Review: Strong Words 4, edited by Lynley Edmeades
Reviewed by Becs Tetley
Part of the power of an essay collection is hearing how one writer’s words spark off another’s, creating conversation across the pages. In Strong Words 4, that conversation feels urgent and alive: diverse in voice, experimental in form, and deeply rooted in contemporary Aotearoa.
This volume gathers 20 essays from the Landfall competitions of 2023 and 2024, with selecting editor Lynley Edmeades framing them as all in some way about ‘how we live, how we want to live, how we (might) get it right, how we got/get it wrong.’ Edmeades also highlights the form’s significance: ‘In these pages, the essay is a “social space”, where writers wrestle with themselves and ideas.’
The range of subjects is broad: from identity and family to health and work. Some essays look outward to New Zealand’s place in the world; others turn inward to daily pressures.
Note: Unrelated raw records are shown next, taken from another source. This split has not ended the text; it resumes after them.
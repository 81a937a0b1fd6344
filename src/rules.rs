//! Rule-based scoring endpoints
//!
//! Deterministic arithmetic over request fields, served under `/api/v1`.
//! These are the fallback callers are pointed at when the model backend is
//! unavailable.

use std::collections::HashMap;

use serde::{Deserialize, Serialize};

use crate::interpret::RiskLevel;
use crate::{Error, Result};

/// Gait biomechanics for the injury-risk rules.
#[derive(Debug, Clone, PartialEq, Serialize, Deserialize)]
pub struct GaitAnalysisRequest {
    /// Ground contact time (ms)
    pub ground_contact_time_ms: f64,
    /// Vertical oscillation (cm)
    pub vertical_oscillation_cm: f64,
    /// Steps per minute
    pub cadence_spm: u32,
    /// Stride length (m)
    pub stride_length_m: f64,
    /// Forward lean (degrees)
    #[serde(default)]
    pub forward_lean_degrees: Option<f64>,
    /// Hip drop (degrees)
    #[serde(default)]
    pub hip_drop_degrees: Option<f64>,
    /// Average pace (min/km)
    pub avg_pace_min_per_km: f64,
}

/// Injury-risk rule result.
#[derive(Debug, Clone, PartialEq, Serialize, Deserialize)]
pub struct InjuryRiskResponse {
    /// Accumulated score in [0, 1], two decimals
    pub risk_score: f64,
    /// Bucketed score
    pub risk_level: RiskLevel,
    /// Triggered rules
    pub risk_factors: Vec<String>,
    /// Suggested corrections
    pub recommendations: Vec<String>,
}

/// Weekly training summary used by the forecast and load rules.
#[derive(Debug, Clone, PartialEq, Serialize, Deserialize)]
pub struct TrainingLoadRequest {
    /// Weekly distance (km)
    pub weekly_distance_km: f64,
    /// Weekly duration (minutes)
    pub weekly_duration_minutes: u32,
    /// Runs this week
    pub run_count: u32,
    /// Average pace (min/km)
    pub avg_pace_min_per_km: f64,
    /// Share of easy/moderate/hard running
    #[serde(default)]
    pub intensity_distribution: Option<HashMap<String, f64>>,
    /// Resting heart rate (bpm)
    #[serde(default)]
    pub resting_heart_rate: Option<u32>,
    /// HRV RMSSD (ms)
    #[serde(default)]
    pub hrv_rmssd: Option<f64>,
}

/// Race-time forecast.
#[derive(Debug, Clone, PartialEq, Serialize, Deserialize)]
pub struct PerformanceForecast {
    /// 5K (s)
    pub predicted_5k_seconds: u32,
    /// 10K (s)
    pub predicted_10k_seconds: u32,
    /// Half marathon (s)
    pub predicted_half_marathon_seconds: u32,
    /// Marathon (s)
    pub predicted_marathon_seconds: u32,
    /// Confidence in [0.5, 0.95], two decimals
    pub confidence: f64,
    /// Training suggestions
    pub training_suggestions: Vec<String>,
}

/// Training status from the acute:chronic workload ratio.
#[derive(Debug, Clone, Copy, PartialEq, Eq, Serialize, Deserialize)]
#[serde(rename_all = "snake_case")]
pub enum TrainingStatus {
    /// ACWR < 0.8
    Detraining,
    /// 0.8 ≤ ACWR ≤ 1.3
    Optimal,
    /// 1.3 < ACWR ≤ 1.5, or optimal with low HRV
    Overreaching,
    /// ACWR > 1.5
    Overtraining,
}

/// Training load analysis.
#[derive(Debug, Clone, PartialEq, Serialize, Deserialize)]
pub struct TrainingLoadResponse {
    /// Acute load, one decimal
    pub acute_load: f64,
    /// Chronic load, one decimal
    pub chronic_load: f64,
    /// ACWR, two decimals
    pub acute_chronic_ratio: f64,
    /// Status bucket
    pub training_status: TrainingStatus,
    /// Advice for the status
    pub recommendation: String,
}

/// Chronic load as a fraction of acute load.
// TODO: replace with a 4-week rolling average once weekly history is passed in
pub const CHRONIC_LOAD_FACTOR: f64 = 0.85;

/// HRV below this downgrades an optimal status.
pub const LOW_HRV_RMSSD: f64 = 30.0;

/// Score gait biomechanics for injury risk.
#[must_use]
pub fn injury_risk(req: &GaitAnalysisRequest) -> InjuryRiskResponse {
    let mut score = 0.0_f64;
    let mut factors = Vec::new();
    let mut recommendations = Vec::new();

    if req.cadence_spm < 160 {
        score += 0.2;
        factors.push("Very low cadence increases impact forces");
        recommendations.push("Increase step rate by 5-10% over 4 weeks");
    } else if req.cadence_spm < 170 {
        score += 0.1;
        factors.push("Below-optimal cadence");
    }

    if req.ground_contact_time_ms > 300.0 {
        score += 0.15;
        factors.push("Extended ground contact time, overstriding risk");
        recommendations.push("Focus on quick, light steps");
    }

    if req.vertical_oscillation_cm > 12.0 {
        score += 0.15;
        factors.push("High vertical oscillation increases joint stress");
        recommendations.push("Run 'quiet' and minimize up-down motion");
    }

    if req.hip_drop_degrees.is_some_and(|hip| hip > 8.0) {
        score += 0.2;
        factors.push("Excessive hip drop, a glute weakness indicator");
        recommendations.push("Add single-leg glute bridges and clamshells 3x/week");
    }

    if req.stride_length_m > 1.3 && req.cadence_spm < 170 {
        score += 0.15;
        factors.push("Long stride with low cadence is an overstriding pattern");
        recommendations.push("Shorten stride and increase turnover");
    }

    let score = score.min(1.0);
    let risk_level = if score < 0.3 {
        RiskLevel::Low
    } else if score < 0.6 {
        RiskLevel::Moderate
    } else {
        RiskLevel::High
    };

    if factors.is_empty() {
        factors.push("No significant risk factors detected");
    }
    if recommendations.is_empty() {
        recommendations.push("Good biomechanics! Maintain current form focus.");
    }

    InjuryRiskResponse {
        risk_score: round_to(score, 2),
        risk_level,
        risk_factors: factors.into_iter().map(String::from).collect(),
        recommendations: recommendations.into_iter().map(String::from).collect(),
    }
}

/// Forecast race times from training pace and volume.
///
/// # Errors
///
/// Returns `Error::Validation` if the pace is not a positive number.
pub fn forecast(req: &TrainingLoadRequest) -> Result<PerformanceForecast> {
    check_pace(req.avg_pace_min_per_km)?;

    // race pace ~15% faster than average training pace
    let race_pace_sec_per_km = req.avg_pace_min_per_km * 60.0 * 0.85;
    let t5 = (race_pace_sec_per_km * 5.0).trunc();
    let at = |km: f64| (t5 * (km / 5.0).powf(1.06)).trunc() as u32;

    let mut confidence = 0.5;
    if req.weekly_distance_km >= 50.0 {
        confidence += 0.2;
    } else if req.weekly_distance_km >= 30.0 {
        confidence += 0.15;
    } else if req.weekly_distance_km >= 20.0 {
        confidence += 0.1;
    }
    if req.run_count >= 5 {
        confidence += 0.1;
    }
    if req.run_count >= 4 {
        confidence += 0.05;
    }

    let mut suggestions = Vec::new();
    if req.weekly_distance_km < 30.0 {
        suggestions.push("Increase weekly mileage gradually to improve endurance");
    }
    if req.run_count < 4 {
        suggestions.push("Add 1-2 more easy runs per week for consistency");
    }
    if req.avg_pace_min_per_km > 7.0 {
        suggestions.push("Include one tempo run per week to improve speed");
    }
    if suggestions.is_empty() {
        suggestions.push("Great training, maintain consistency!");
    }

    Ok(PerformanceForecast {
        predicted_5k_seconds: t5 as u32,
        predicted_10k_seconds: at(10.0),
        predicted_half_marathon_seconds: at(21.1),
        predicted_marathon_seconds: at(42.2),
        confidence: round_to(f64::min(confidence, 0.95), 2),
        training_suggestions: suggestions.into_iter().map(String::from).collect(),
    })
}

/// Acute:chronic workload analysis.
///
/// # Errors
///
/// Returns `Error::Validation` if the pace is not a positive number.
pub fn training_load(req: &TrainingLoadRequest) -> Result<TrainingLoadResponse> {
    check_pace(req.avg_pace_min_per_km)?;

    let acute = req.weekly_distance_km * (1.0 + 1.0 / req.avg_pace_min_per_km);
    let chronic = acute * CHRONIC_LOAD_FACTOR;
    let acwr = if chronic > 0.0 { acute / chronic } else { 1.0 };

    let (mut status, mut recommendation) = if acwr < 0.8 {
        (
            TrainingStatus::Detraining,
            "Your training load has decreased significantly. Gradually increase volume to maintain fitness.",
        )
    } else if acwr <= 1.3 {
        (
            TrainingStatus::Optimal,
            "Training load is in the sweet spot. Maintain current progression rate.",
        )
    } else if acwr <= 1.5 {
        (
            TrainingStatus::Overreaching,
            "Training load spike detected. Consider an easy week to allow adaptation.",
        )
    } else {
        (
            TrainingStatus::Overtraining,
            "High injury risk! Reduce volume by 30-40% this week and focus on recovery.",
        )
    };

    if status == TrainingStatus::Optimal && req.hrv_rmssd.is_some_and(|hrv| hrv < LOW_HRV_RMSSD) {
        status = TrainingStatus::Overreaching;
        recommendation = "Low HRV detected despite normal load. Prioritize recovery this week.";
    }

    Ok(TrainingLoadResponse {
        acute_load: round_to(acute, 1),
        chronic_load: round_to(chronic, 1),
        acute_chronic_ratio: round_to(acwr, 2),
        training_status: status,
        recommendation: recommendation.to_string(),
    })
}

fn check_pace(pace: f64) -> Result<()> {
    if pace.is_finite() && pace > 0.0 {
        Ok(())
    } else {
        Err(Error::Validation(
            "avg_pace_min_per_km must be a positive number".to_string(),
        ))
    }
}

fn round_to(value: f64, decimals: i32) -> f64 {
    let factor = 10_f64.powi(decimals);
    (value * factor).round() / factor
}

#[cfg(test)]
mod tests {
    use super::*;

    fn gait() -> GaitAnalysisRequest {
        GaitAnalysisRequest {
            ground_contact_time_ms: 240.0,
            vertical_oscillation_cm: 8.0,
            cadence_spm: 178,
            stride_length_m: 1.1,
            forward_lean_degrees: None,
            hip_drop_degrees: None,
            avg_pace_min_per_km: 5.0,
        }
    }

    fn week() -> TrainingLoadRequest {
        TrainingLoadRequest {
            weekly_distance_km: 40.0,
            weekly_duration_minutes: 220,
            run_count: 4,
            avg_pace_min_per_km: 5.5,
            intensity_distribution: None,
            resting_heart_rate: None,
            hrv_rmssd: None,
        }
    }

    #[test]
    fn test_clean_gait_is_low_risk() {
        let resp = injury_risk(&gait());
        assert_eq!(resp.risk_score, 0.0);
        assert_eq!(resp.risk_level, RiskLevel::Low);
        assert_eq!(resp.risk_factors, vec!["No significant risk factors detected"]);
        assert_eq!(resp.recommendations.len(), 1);
    }

    #[test]
    fn test_every_rule_fires_and_caps() {
        let req = GaitAnalysisRequest {
            ground_contact_time_ms: 320.0,
            vertical_oscillation_cm: 13.0,
            cadence_spm: 150,
            stride_length_m: 1.4,
            hip_drop_degrees: Some(9.0),
            ..gait()
        };
        let resp = injury_risk(&req);
        // 0.2 + 0.15 + 0.15 + 0.2 + 0.15 = 0.85
        assert_eq!(resp.risk_score, 0.85);
        assert_eq!(resp.risk_level, RiskLevel::High);
        assert_eq!(resp.risk_factors.len(), 5);
    }

    #[test]
    fn test_moderate_band() {
        let req = GaitAnalysisRequest {
            cadence_spm: 165,
            ground_contact_time_ms: 310.0,
            hip_drop_degrees: Some(9.0),
            ..gait()
        };
        // 0.1 + 0.15 + 0.2 = 0.45
        assert_eq!(injury_risk(&req).risk_level, RiskLevel::Moderate);
    }

    #[test]
    fn test_forecast_riegel_and_confidence() {
        let f = forecast(&week()).unwrap();
        // 5.5 * 60 * 0.85 * 5 = 1402.5
        assert_eq!(f.predicted_5k_seconds, 1402);
        assert_eq!(f.predicted_10k_seconds, (1402.0 * 2.0_f64.powf(1.06)) as u32);
        // 0.5 + 0.15 (>= 30 km) + 0.05 (>= 4 runs)
        assert_eq!(f.confidence, 0.7);
        assert_eq!(f.training_suggestions, vec!["Great training, maintain consistency!"]);
    }

    #[test]
    fn test_forecast_confidence_stacks() {
        let req = TrainingLoadRequest {
            weekly_distance_km: 80.0,
            run_count: 6,
            ..week()
        };
        assert_eq!(forecast(&req).unwrap().confidence, 0.85);
    }

    #[test]
    fn test_training_load_placeholder_ratio() {
        let resp = training_load(&week()).unwrap();
        assert_eq!(resp.acute_chronic_ratio, 1.18);
        assert_eq!(resp.training_status, TrainingStatus::Optimal);
        // 40 * (1 + 1/5.5) = 47.27
        assert_eq!(resp.acute_load, 47.3);
    }

    #[test]
    fn test_low_hrv_downgrades_optimal() {
        let req = TrainingLoadRequest {
            hrv_rmssd: Some(25.0),
            ..week()
        };
        let resp = training_load(&req).unwrap();
        assert_eq!(resp.training_status, TrainingStatus::Overreaching);
        assert!(resp.recommendation.contains("Low HRV"));
    }

    #[test]
    fn test_zero_pace_rejected() {
        let req = TrainingLoadRequest {
            avg_pace_min_per_km: 0.0,
            ..week()
        };
        assert!(matches!(training_load(&req), Err(Error::Validation(_))));
        assert!(matches!(forecast(&req), Err(Error::Validation(_))));
    }
}
use std::path::PathBuf;
use std::sync::Mutex;

use anyhow::Context;
use clap::{Args, Parser, Subcommand};
use tracing::{info, warn};
use tracing_subscriber::EnvFilter;

use apexrun_ml::backend::{BackendCapability, BackendKind};
use apexrun_ml::config::{Config, ConfigBuilder, DEFAULT_SAMPLES};
use apexrun_ml::pipeline::{BuildPipeline, BuildStatus};
use apexrun_ml::quant::QuantizationMode;
use apexrun_ml::store::ArtifactStore;
use apexrun_ml::task::Task;
use apexrun_ml::tracking::RunStore;

#[derive(Parser, Debug)]
#[command(author, version, about, long_about = None)]
struct Cli {
    #[command(subcommand)]
    command: Command,

    /// Enable verbose logging
    #[arg(short, long, global = true)]
    verbose: bool,
}

#[derive(Subcommand, Debug)]
enum Command {
    /// Serve the HTTP API
    Serve {
        /// Host to bind to
        #[arg(long, env = "APEXRUN_HOST", default_value = "0.0.0.0")]
        host: String,

        /// Port to bind to
        #[arg(short, long, env = "APEXRUN_PORT", default_value_t = 8001)]
        port: u16,

        #[command(flatten)]
        common: CommonArgs,
    },
    /// Build artifacts once and exit
    Build {
        /// Only build these tasks (default: all)
        #[arg(long = "task")]
        tasks: Vec<String>,

        #[command(flatten)]
        common: CommonArgs,
    },
}

#[derive(Args, Debug)]
struct CommonArgs {
    /// Directory holding artifacts and normalization params
    #[arg(short, long, env = "APEXRUN_MODELS_DIR", default_value = "./models")]
    models_dir: PathBuf,

    /// Numeric backend (native or disabled)
    #[arg(long, env = "APEXRUN_BACKEND", default_value = "native")]
    backend: BackendKind,

    /// Export quantization (none, float16, dynamic, int8)
    #[arg(short, long, env = "APEXRUN_QUANTIZATION", default_value = "float16")]
    quantization: QuantizationMode,

    /// Synthetic samples per task
    #[arg(long, env = "APEXRUN_SAMPLES", default_value_t = DEFAULT_SAMPLES)]
    samples: usize,

    /// Epoch cap
    #[arg(long, env = "APEXRUN_EPOCHS", default_value_t = 50)]
    epochs: usize,

    /// Mini-batch size
    #[arg(long, env = "APEXRUN_BATCH_SIZE", default_value_t = 32)]
    batch_size: usize,

    /// Wall-clock ceiling per task, in seconds
    #[arg(long, env = "APEXRUN_MAX_TRAINING_SECS", default_value_t = 600)]
    max_training_secs: u64,

    /// Write Parquet snapshots of generated datasets here
    #[arg(long, env = "APEXRUN_SNAPSHOT_DIR")]
    snapshot_dir: Option<PathBuf>,
}

impl CommonArgs {
    fn config(self) -> ConfigBuilder {
        Config::builder()
            .models_dir(self.models_dir)
            .backend(self.backend)
            .quantization(self.quantization)
            .samples(self.samples)
            .epochs(self.epochs)
            .batch_size(self.batch_size)
            .max_training_secs(self.max_training_secs)
            .snapshot_dir(self.snapshot_dir)
    }
}

#[tokio::main]
async fn main() -> anyhow::Result<()> {
    let cli = Cli::parse();

    let default_level = if cli.verbose { "debug" } else { "info" };
    let filter = EnvFilter::try_from_default_env().unwrap_or_else(|_| EnvFilter::new(default_level));
    tracing_subscriber::fmt().with_env_filter(filter).init();

    match cli.command {
        Command::Serve { host, port, common } => {
            let config = common.config().host(host).port(port).build()?;
            info!(
                version = env!("CARGO_PKG_VERSION"),
                models_dir = %config.models_dir.display(),
                "Starting ApexRun ML service"
            );
            apexrun_ml::server::serve(config)
                .await
                .context("HTTP server stopped")?;
        }
        Command::Build { tasks, common } => {
            let config = common.config().build()?;
            let tasks = if tasks.is_empty() {
                Task::ALL.to_vec()
            } else {
                tasks
                    .iter()
                    .map(|t| t.parse())
                    .collect::<apexrun_ml::Result<Vec<Task>>>()?
            };
            build(config, tasks).await?;
        }
    }

    Ok(())
}

async fn build(config: Config, tasks: Vec<Task>) -> anyhow::Result<()> {
    let summary = tokio::task::spawn_blocking(move || -> anyhow::Result<_> {
        let store = ArtifactStore::open(&config.models_dir)
            .with_context(|| format!("opening {}", config.models_dir.display()))?;
        let capability = BackendCapability::detect(config.backend);
        let runs = Mutex::new(RunStore::new());
        let backend = capability.backend()?;
        Ok(BuildPipeline::new(&config, &store, backend, &runs).build(&tasks))
    })
    .await??;

    for (task, error) in &summary.errors {
        warn!(task = %task, error = %error, "Task failed");
    }
    println!("{}", serde_json::to_string_pretty(&summary)?);

    if summary.status == BuildStatus::Failed {
        anyhow::bail!("every task failed to build");
    }
    Ok(())
}
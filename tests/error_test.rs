//! Tests for error types

use apexrun_ml::Error;

#[test]
fn test_validation_error() {
    let error = Error::Validation("gait_form expects 8 features, got 3".to_string());
    let error_str = format!("{error}");
    assert!(error_str.contains("Invalid input"));
    assert!(error_str.contains("expects 8 features"));
    assert!(error.is_client_error());
}

#[test]
fn test_unknown_task_lists_known_tasks() {
    let error = Error::UnknownTask("sprint".to_string());
    let error_str = format!("{error}");
    assert!(error_str.contains("'sprint'"));
    for name in ["gait_form", "injury_risk", "performance"] {
        assert!(error_str.contains(name));
    }
    assert!(error.is_client_error());
}

#[test]
fn test_not_found_points_at_build() {
    let error = Error::NotFound("gait_form_model.artifact".to_string());
    let error_str = format!("{error}");
    assert!(error_str.contains("gait_form_model.artifact"));
    assert!(error_str.contains("POST /models/build"));
    assert!(error.is_client_error());
}

#[test]
fn test_backend_unavailable_points_at_rules() {
    let error = Error::BackendUnavailable("disabled".to_string());
    let error_str = format!("{error}");
    assert!(error_str.contains("backend unavailable"));
    assert!(error_str.contains("/api/v1"));
    assert!(!error.is_client_error());
}

#[test]
fn test_training_failure_names_task() {
    let error = Error::training("performance", "loss diverged at epoch 3");
    let error_str = format!("{error}");
    assert!(error_str.contains("Training failed for performance"));
    assert!(error_str.contains("epoch 3"));
    assert!(!error.is_client_error());
}

#[test]
fn test_corrupt_artifact_error() {
    let error = Error::CorruptArtifact("content hash mismatch".to_string());
    let error_str = format!("{error}");
    assert!(error_str.contains("Corrupt artifact"));
    assert!(error_str.contains("hash mismatch"));
}

#[test]
fn test_io_error_conversion() {
    let io_error = std::io::Error::new(std::io::ErrorKind::PermissionDenied, "read-only");
    let error: Error = io_error.into();
    let error_str = format!("{error}");
    assert!(error_str.contains("IO error"));
    assert!(error_str.contains("read-only"));
}

#[test]
fn test_json_error_conversion() {
    let json_error = serde_json::from_str::<serde_json::Value>("{not json").unwrap_err();
    let error: Error = json_error.into();
    assert!(format!("{error}").contains("JSON error"));
}

#[test]
fn test_other_error() {
    let error = Error::Other("custom error".to_string());
    assert_eq!(format!("{error}"), "custom error");
}

#[test]
fn test_error_debug() {
    let error = Error::Validation("test".to_string());
    let debug_str = format!("{error:?}");
    assert!(debug_str.contains("Validation"));
}
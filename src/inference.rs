//! Quantization-aware server-side inference
//!
//! Resolves the task, validates the feature vector against the task's
//! contract, loads the stored artifact, and runs it. For `uint8` artifacts
//! the input is quantized with the artifact's input params before the run
//! and the output is dequantized with its output params afterwards, so the
//! caller always gets real values back.

use tracing::debug;

use crate::backend::{BackendCapability, Tensor};
use crate::store::ArtifactStore;
use crate::task::Task;
use crate::{Error, Result};

/// Runs stored artifacts on raw feature vectors.
pub struct InferenceEngine<'a> {
    store: &'a ArtifactStore,
    capability: &'a BackendCapability,
}

impl<'a> InferenceEngine<'a> {
    /// Engine over `store` using the resolved backend capability.
    #[must_use]
    pub const fn new(store: &'a ArtifactStore, capability: &'a BackendCapability) -> Self {
        Self { store, capability }
    }

    /// Predict for a task given by name.
    ///
    /// # Errors
    ///
    /// - `Error::UnknownTask` for an unknown name
    /// - everything [`InferenceEngine::predict`] returns
    pub fn predict_named(&self, task: &str, features: &[f32]) -> Result<(Task, Vec<f32>)> {
        let task: Task = task.parse()?;
        Ok((task, self.predict(task, features)?))
    }

    /// Run the stored artifact of `task` on `features`.
    ///
    /// # Errors
    ///
    /// - `Error::Validation` if `features.len()` differs from the task's
    ///   input dimensionality or a feature is not finite
    /// - `Error::BackendUnavailable` if no backend is loaded
    /// - `Error::NotFound` if the artifact has not been built
    /// - `Error::CorruptArtifact` if the stored bytes cannot be decoded
    pub fn predict(&self, task: Task, features: &[f32]) -> Result<Vec<f32>> {
        validate_features(task, features)?;
        let backend = self.capability.backend()?;
        let artifact = self.store.read_artifact(task)?;

        let input = match artifact.int8_io() {
            Some(io) => Tensor::U8(io.input.quantize_slice(features)),
            None => Tensor::F32(features.to_vec()),
        };
        let output = backend.run(&artifact, &input)?;
        let prediction = match (output, artifact.int8_io()) {
            (Tensor::U8(q), Some(io)) => io.output.dequantize_slice(&q),
            (Tensor::F32(y), None) => y,
            _ => {
                return Err(Error::CorruptArtifact(
                    "backend output dtype disagrees with artifact metadata".to_string(),
                ))
            }
        };

        debug!(
            task = %task,
            quantization = %artifact.metadata().quantization,
            outputs = prediction.len(),
            "Inference complete"
        );
        Ok(prediction)
    }
}

/// Check a feature vector against the contract of `task`.
///
/// # Errors
///
/// Returns `Error::Validation` on a count mismatch or a non-finite value.
pub fn validate_features(task: Task, features: &[f32]) -> Result<()> {
    let expected = task.input_dim();
    if features.len() != expected {
        return Err(Error::Validation(format!(
            "{task} expects {expected} features ({}), got {}",
            task.feature_names().join(", "),
            features.len()
        )));
    }
    if let Some(i) = features.iter().position(|v| !v.is_finite()) {
        return Err(Error::Validation(format!(
            "feature '{}' is not a finite number",
            task.feature_names()[i]
        )));
    }
    Ok(())
}

#[cfg(test)]
mod tests {
    use super::*;
    use crate::backend::BackendKind;
    use tempfile::TempDir;

    #[test]
    fn test_feature_count_contract() {
        for task in Task::ALL {
            let f = task.input_dim();
            assert!(validate_features(task, &vec![1.0; f]).is_ok());
            assert!(validate_features(task, &vec![1.0; f - 1]).is_err());
            assert!(validate_features(task, &vec![1.0; f + 1]).is_err());
        }
    }

    #[test]
    fn test_non_finite_rejected() {
        let mut x = vec![1.0; 6];
        x[3] = f32::NAN;
        let err = validate_features(Task::Performance, &x).unwrap_err();
        assert!(err.to_string().contains("longest_run_km"));
    }

    #[test]
    fn test_unbuilt_is_not_found() {
        let dir = TempDir::new().unwrap();
        let store = ArtifactStore::open(dir.path()).unwrap();
        let cap = BackendCapability::detect(BackendKind::Native);
        let engine = InferenceEngine::new(&store, &cap);
        assert!(matches!(
            engine.predict(Task::GaitForm, &[0.0; 8]),
            Err(Error::NotFound(_))
        ));
    }

    #[test]
    fn test_validation_precedes_lookup() {
        let dir = TempDir::new().unwrap();
        let store = ArtifactStore::open(dir.path()).unwrap();
        let cap = BackendCapability::detect(BackendKind::Disabled);
        let engine = InferenceEngine::new(&store, &cap);
        assert!(matches!(
            engine.predict_named("sprint", &[0.0; 8]),
            Err(Error::UnknownTask(_))
        ));
        assert!(matches!(
            engine.predict(Task::GaitForm, &[0.0; 2]),
            Err(Error::Validation(_))
        ));
        assert!(matches!(
            engine.predict(Task::GaitForm, &[0.0; 8]),
            Err(Error::BackendUnavailable(_))
        ));
    }
}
What unites them is conviction – that the personal can illuminate wider systems and ideas.
The 2023 winner, Siobhan Harvey’s ‘The Jigsaw of Broken Things’, sets the tone. Fragmented in form, it weaves memory, headlines, and history to explore queer identity. Harvey’s opening line is a kind of manifesto for the collection: ‘Let me piece this together, scattered as it is across the lifespan of my memory. As if, little by little, I can make it into something complete.’ From the outset, Strong Words 4 signals essays that resist convention, play with form, and investigate what New Zealand is, and what it might become.
Several pieces consider migration and belonging. In ‘Choosing Sides’, Anne Marie Basquin wrestles with the pull between her American background and her new Kiwi identity, finding release in the sea: ‘Underwater wasn’t American or Kiwi—I didn’t have to choose sides.’ Julie Hill, meanwhile, wonders how pōhutukawa trees appeared in Portugal: ‘I know that plant seeds, just like humans, can go on OEs,’ she writes, before asking, ‘How did they get there, as far away as geographically possible, all tangled up in someone else’s history?’
Home ownership is tackled from unexpected angles. Penny Hunt’s ‘Ghost House’ examines both the shame of not owning and the hidden costs of holding on. Renting in Germany ‘felt like an empowered choice,’ she recalls, compared with New Zealand where ‘renting makes us feel like second-class citizens.’ That tension reverberates through her mother’s story: ‘It pains me to think my mother stayed in an unhappy marriage not just to keep us all together under one roof but also to keep possession of a house she loved.’ The result is a bittersweet meditation on property as tether, constraint, and inheritance.
Another highlight of the collection is the inclusion of the winners of the Landfall Young Writers’ Essay Competition. Emerging voices sit confidently alongside seasoned essayists, suggesting a vibrant future for the form in Aotearoa. Emma Hughes’ ‘Fourteen Robyns’ takes us into the immediacy and turbulence of a Family Planning clinic: ‘It’s as hard to get here as it is to be here,’ Hughes admits. ‘We arrive late and desperate—saying sorry before we say hello.’
One of the enduring strengths of the essay form is its breadth. In a collection like this, that range is both challenge and reward. A couple of pieces didn’t resonate as strongly for me, but that felt more about taste than quality. At a certain point, reading essays is always subjective. What is clear is the consistent calibre of writing across the collection, with contributions that are rigorous, inventive, and often moving.
In the end, Strong Words 4 reaffirms the importance of Landfall’s platform. No other essay competition in New Zealand has this reach, and its continuation feels essential – not only for the writers it champions, but for the literary history it sustains. Encountering the non-winning essays, which hold their own beside the prize-winners, is part of the book’s reward. The result is a portrait of an art form very much alive in Aotearoa.